Méndez recordó los bustos atormentados, las caras agónicas, los rasgos rotos por el taladro de aquella mujer.
Pensó muchas cosas, pero sólo dijo una:
– No me salen las cuentas.
– ¿Por qué no? Te lo he explicado todo.
– Menos algunas cosas que no acaban de tener sentido. Doy por descontado que Lola vivía muy bien con toda esa historia, y que tú también tenías que llevar una vida bastante agradable.
– Sí.
– De vez en cuando ibas a Barcelona.
– Sí.
– Entonces, ¿por qué te hospedabas en los lugares más baratos?
– Porque no tenía dinero.
Méndez hizo un gesto de sorpresa, pero fue un gesto leve. Susurró:
– ¿Cómo es que no lo tenías?
– Problemas míos.
– Esos problemas, ¿tienen algo que ver con tu delgadez? ¿Con tu mal aspecto? Porque reconozco que a mí me gustan las gordas, pero es que tú, Elena, estás hecha una mierda.

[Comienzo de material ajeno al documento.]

pub(crate) use crate::config::provider::ProviderConfig;
use confique::Config;

pub mod provider;

/// Optional configuration file, read after the environment
const CONFIG_FILE: &str = "authz-gateway.toml";

/// Main configuration structure for the gateway server
#[derive(Debug, Config, Clone)]
pub struct GatewayConfig {
    /// The port the gateway server will listen to (default: 7766)
    #[config(env = "AUTHZ_PORT", default = 7766)]
    pub port: u16,

    /// Principal reported in authorizer decisions (default: user)
    #[config(env = "AUTHZ_PRINCIPAL_ID", default = "user")]
    pub principal_id: String,

    /// Remote authorization provider configuration
    #[config(nested)]
    pub provider: ProviderConfig,
}

impl GatewayConfig {
    /// Creates a new Config instance from environment variables and the optional config file
    pub fn new() -> Result<Self, String> {
        Self::builder()
            .env()
            .file(CONFIG_FILE)
            .load()
            .map_err(|e| e.to_string())
    }

    #[cfg(test)]
    pub fn for_test_with_mock(provider_mock: &wiremock::MockServer) -> Self {
        Self {
            port: 0, // Let the OS choose a port
            principal_id: "user".to_string(),
            provider: ProviderConfig {
                api_url: provider_mock.uri(),
                api_key: "test_api_key".to_string(),
                api_secret: "test_api_secret".to_string(),
                client_timeout: 5,
                connect_timeout: 1,
            },
        }
    }
}
use crate::auth::models::ValidationErrorMap;
use axum::response::IntoResponse;
use axum::Json;
use http::StatusCode;
use serde::Serialize;
use serde_json::json;
use std::collections::BTreeMap;
use thiserror::Error;
use utoipa::ToSchema;

/// Every failure the gateway reports to its callers
#[derive(Debug, Clone, PartialEq, Eq, Error)]
pub enum AuthError {
    /// No credential, or a credential the provider does not accept
    #[error("Unauthorized")]
    Unauthorized,
    /// Caller-supplied data rejected by the provider, message forwarded verbatim
    #[error("Bad Request: {}", .0.as_deref().unwrap_or("no detail"))]
    BadRequest(Option<String>),
    /// Caller-supplied data rejected by field-level validation
    #[error("Unprocessable Entity: {} invalid field(s)", .0.len())]
    Validation(ValidationErrorMap),
    /// Transport failure, unexpected status or an uninterpretable provider response
    #[error("Internal Server Error: {}", .0.as_deref().unwrap_or("no detail"))]
    InternalServerError(Option<String>),
}

impl AuthError {
    /// Create a Bad Request error (400) with a detail message
    pub fn bad_request<S: ToString>(detail: S) -> Self {
        Self::BadRequest(Some(detail.to_string()))
    }

    /// Create an Internal Server Error (500) with a detail message
    pub fn internal<S: ToString>(detail: S) -> Self {
        Self::InternalServerError(Some(detail.to_string()))
    }

    pub fn status_code(&self) -> StatusCode {
        match self {
            Self::Unauthorized => StatusCode::UNAUTHORIZED,
            Self::BadRequest(_) => StatusCode::BAD_REQUEST,
            Self::Validation(_) => StatusCode::UNPROCESSABLE_ENTITY,
            Self::InternalServerError(_) => StatusCode::INTERNAL_SERVER_ERROR,
        }
    }

    /// The detail message carried by the error, if any
    pub fn message(&self) -> Option<&str> {
        match self {
            Self::BadRequest(message) | Self::InternalServerError(message) => message.as_deref(),
            Self::Unauthorized | Self::Validation(_) => None,
        }
    }
}

/// Error body for OpenAPI documentation only, responses are built in `into_response`
#[derive(Debug, Serialize, ToSchema)]
pub struct ErrorDetails {
    /// HTTP status code
    pub code: u16,
    /// Provider message or the status reason
    pub message: String,
    /// Per-field validation errors (422 only)
    #[serde(skip_serializing_if = "Option::is_none")]
    pub errors: Option<BTreeMap<String, String>>,
}

impl IntoResponse for AuthError {
    fn into_response(self) -> axum::response::Response {
        let status_code = self.status_code();
        let message = self
            .message()
            .map(str::to_string)
            .or_else(|| status_code.canonical_reason().map(str::to_string))
            .unwrap_or_default();

        let mut body = json!({
            "code": status_code.as_u16(),
            "message": message,
        });
        if let Self::Validation(errors) = &self {
            body["errors"] = json!(errors);
        }
        (status_code, Json(body)).into_response()
    }
}
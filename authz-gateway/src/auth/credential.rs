/// Authentication scheme accepted in the Authorization header
const BEARER_SCHEME: &str = "bearer";

/// Extract the bearer token from a raw Authorization header value.
///
/// Accepts `Bearer <token>` with a case-insensitive scheme, one or more spaces
/// between scheme and token, and optional surrounding spaces. Returns an empty
/// string when the header is absent or does not match.
pub fn extract_access_token(authorization_header: Option<&str>) -> String {
    let Some(header) = authorization_header else {
        return String::new();
    };

    let Some((scheme, rest)) = header.trim_matches(' ').split_once(' ') else {
        return String::new();
    };
    if !scheme.eq_ignore_ascii_case(BEARER_SCHEME) {
        return String::new();
    }

    let token = rest.trim_start_matches(' ');
    if token.is_empty() || token.contains(' ') {
        return String::new();
    }
    token.to_string()
}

Ella hundió la cabeza aún más.
Sus ojos retrocedieron cuando, en un momento fugitivo, se posaron sobre la desmayada Olga, que respiraba angustiosamente.
Méndez preguntó:
– ¿Desde cuándo consumes drogas? Y por tanto, ¿desde cuándo te gastas tanto dinero en ellas?
– Veo que… lo has adivinado.
– No he adivinado nada. Solamente te he hecho una pregunta, tía puta.
– Supongo que… que lo de las drogas me viene de la sangre de mi madre. No sé, pero desde joven me parecieron lo más natural del mundo. Y pasarme el día sin nada que hacer, matando el tiempo como fuese… Bueno, eso tampoco ayudó demasiado.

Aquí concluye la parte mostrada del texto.